NSC News: The Invisible Side of Safety

By Dave Johnson
women's health in the workforce

Photo credit: hobo_018 / E+ / Getty Images Plus

September 22, 2025

Denver — Wellness, well-being, psycho-social risks and mental health were all covered in a case study featuring Vulcan Materials Company in a Tuesday afternoon session at the National Safety Congress.

Vulcan’s approach to the so-called invisible side of safety — feelings, emotional states, moods, anxiety, depression, burnout, fatigue, suicide ideation and more — comes down to a set of values. Here are some mentioned in this case study:

We care about you beyond work.

We need to focus on the stuff that can kill you outside of work – heart attacks, strokes, diseases.

You need to focus on the whole person, not just the person on the line, in the truck, but the human being and their lives 24/7/365.

Lead with courageous engagement – managers are to be visible, helpful and vulnerable, ready to open up, share feelings, have the hard conversations with employees who appear stressed, off, struggling.

Build systems that support – give employees options to support their diet, smoke cessation, staying sober, substance abuse recovery.
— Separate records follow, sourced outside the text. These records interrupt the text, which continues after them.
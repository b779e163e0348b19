//! Per-domain polling loops.
//!
//! Each registered source gets its own task. A task sleeps for its interval,
//! runs one tick to completion, then sleeps again, so two calls to the same
//! source never overlap and a slow or failing source only delays itself.

use std::panic::AssertUnwindSafe;
use std::sync::Arc;
use std::time::{Duration, Instant};

use futures_util::FutureExt;
use opsboard_core::{Domain, ServerMessage};
use opsboard_sources::{MetricSource, SourceSet};
use opsboard_telemetry::Metrics;
use tokio::task::JoinHandle;
use tokio_util::sync::CancellationToken;
use tokio_util::task::TaskTracker;
use tracing::{debug, error, info, warn};

use crate::alerts::AlertEvaluator;
use crate::broadcast::Broadcaster;
use crate::config::PollIntervals;
use crate::notify::Notifier;

/// What one successful tick produced.
#[derive(Debug, Clone, Copy, PartialEq, Eq)]
pub struct TickReport {
    pub events: usize,
    pub alerts: usize,
}

/// Runs every source on its own cadence and publishes the results.
pub struct Poller {
    sources: SourceSet,
    broadcaster: Arc<Broadcaster>,
    alerts: AlertEvaluator,
    notifier: Option<Notifier>,
    intervals: PollIntervals,
    deliveries: TaskTracker,
}

impl Poller {
    pub fn new(
        sources: SourceSet,
        broadcaster: Arc<Broadcaster>,
        alerts: AlertEvaluator,
        intervals: PollIntervals,
    ) -> Self {
        Self {
            sources,
            broadcaster,
            alerts,
            notifier: None,
            intervals,
            deliveries: TaskTracker::new(),
        }
    }

    pub fn with_notifier(mut self, notifier: Option<Notifier>) -> Self {
        self.notifier = notifier;
        self
    }

    /// Spawn one loop per registered domain.
    pub fn start(self) -> PollerHandle {
        let cancel = CancellationToken::new();
        let deliveries = self.deliveries.clone();
        let poller = Arc::new(self);

        let tasks = poller
            .sources
            .domains()
            .into_iter()
            .filter_map(|domain| poller.sources.get(domain).map(|s| (domain, s)))
            .map(|(domain, source)| {
                let interval = poller.intervals.for_domain(domain);
                tokio::spawn(run_domain(
                    poller.clone(),
                    domain,
                    source,
                    interval,
                    cancel.child_token(),
                ))
            })
            .collect();

        PollerHandle {
            cancel,
            tasks,
            deliveries,
        }
    }

    /// Poll one source once and publish its events and alerts.
    ///
    /// Failures and panics in the source are logged and swallowed; the next
    /// scheduled tick is the retry.
    pub async fn tick(&self, domain: Domain, source: &dyn MetricSource) -> Option<TickReport> {
        let started = Instant::now();
        let result = AssertUnwindSafe(source.fetch()).catch_unwind().await;
        Metrics::poll_duration(domain.as_str(), started.elapsed().as_secs_f64() * 1000.0);

        let snapshot = match result {
            Ok(Ok(snapshot)) => snapshot,
            Ok(Err(e)) => {
                Metrics::poll_failed(domain.as_str());
                warn!(domain = %domain, error = %e, "Poll failed, skipping tick");
                return None;
            }
            Err(panic) => {
                Metrics::poll_failed(domain.as_str());
                error!(
                    domain = %domain,
                    panic = panic_message(panic.as_ref()),
                    "Source panicked, skipping tick"
                );
                return None;
            }
        };

        let alerts = self.alerts.evaluate(&snapshot);

        let messages = snapshot.into_messages();
        let events = messages.len();
        for msg in &messages {
            self.broadcaster.publish(msg);
        }

        for alert in &alerts {
            Metrics::alert_emitted(alert.severity.as_str());
            info!(
                severity = %alert.severity,
                source = %alert.source,
                title = %alert.title,
                "Alert raised"
            );
            self.broadcaster.publish(&ServerMessage::Alert(alert.clone()));
        }

        if let Some(notifier) = &self.notifier {
            if !alerts.is_empty() {
                let notifier = notifier.clone();
                let batch = alerts.clone();
                self.deliveries.spawn(async move {
                    for alert in &batch {
                        notifier.notify(alert).await;
                    }
                });
            }
        }

        debug!(domain = %domain, events, alerts = alerts.len(), "Tick complete");
        Some(TickReport {
            events,
            alerts: alerts.len(),
        })
    }
}

fn panic_message(panic: &(dyn std::any::Any + Send)) -> &str {
    panic
        .downcast_ref::<&str>()
        .copied()
        .or_else(|| panic.downcast_ref::<String>().map(String::as_str))
        .unwrap_or("unknown panic")
}

async fn run_domain(
    poller: Arc<Poller>,
    domain: Domain,
    source: Arc<dyn MetricSource>,
    interval: Duration,
    cancel: CancellationToken,
) {
    info!(domain = %domain, interval_ms = interval.as_millis() as u64, "Poller started");

    loop {
        tokio::select! {
            _ = cancel.cancelled() => break,
            _ = tokio::time::sleep(interval) => {}
        }
        tokio::select! {
            _ = cancel.cancelled() => break,
            _ = poller.tick(domain, source.as_ref()) => {}
        }
    }

    debug!(domain = %domain, "Poller stopped");
}

/// Running poller. Stopping it cancels every domain loop together and waits
/// for alert deliveries already in flight.
pub struct PollerHandle {
    cancel: CancellationToken,
    tasks: Vec<JoinHandle<()>>,
    deliveries: TaskTracker,
}

impl PollerHandle {
    pub fn domain_count(&self) -> usize {
        self.tasks.len()
    }

    /// Webhook deliveries not yet finished.
    pub fn pending_deliveries(&self) -> usize {
        self.deliveries.len()
    }

    pub async fn stop(mut self) {
        self.cancel.cancel();
        for task in std::mem::take(&mut self.tasks) {
            if let Err(e) = task.await {
                warn!(error = %e, "Poller task ended abnormally");
            }
        }
        self.deliveries.close();
        if !self.deliveries.is_empty() {
            info!(pending = self.deliveries.len(), "Waiting for alert deliveries");
        }
        self.deliveries.wait().await;
        info!("Poller stopped");
    }
}

impl Drop for PollerHandle {
    fn drop(&mut self) {
        self.cancel.cancel();
    }
}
Don’t isolate individuals and leave them without options, without help and support..

We want you to go home better than when you came in this morning – healthier in body, more skilled, healthier in outlook, etc. To go home the same as when you came is only the minimum.

You need to know something about how employees come to work. They may be dealing with financial issues, relationship issues, lack of sleep, in a mood, in a funk. Many will not be 100% present.

For employees to be 100% present at work, build their resilience by focusing on fitness and movement support (move well, move often, stretch), sleep and fatigue management, and nutrition support (healthy options offered at work).

Meet people where they are in terms of the training, education, conversations, and support services they can be engaged in.

Engage employees from the head down, not the shoulders down. Let employees use their heads. Ask, “You seem a little off. What’s going on?” Recognize the importance of having the right time and place for these conversations. Don’t shy away from asking about stress, the causes of being stressed out. But recognize you can’t ask these questions without trust and knowing when to pull back on the hard questions.

Focus on these engagement areas: 1) SIFs and critical controls validations; 2) incident investigations; 3) safety meetings; 4) pre-work planning (JSAs and JHAs); and 5) survey.

Practice intentional engagement: focus on psycho-social risks; educate; have critical conversations; and be certain to follow up.

Practice mental health by stealth. You don’t have to talk specifically about mental health. Ask “How’s it going?’ “How’s the family?” “How’s it going at home?” Instead of face-to-face talks, have shoulder to shoulder walk and talks or drive and talks; people will open up sometimes when the conversation isn’t in your face.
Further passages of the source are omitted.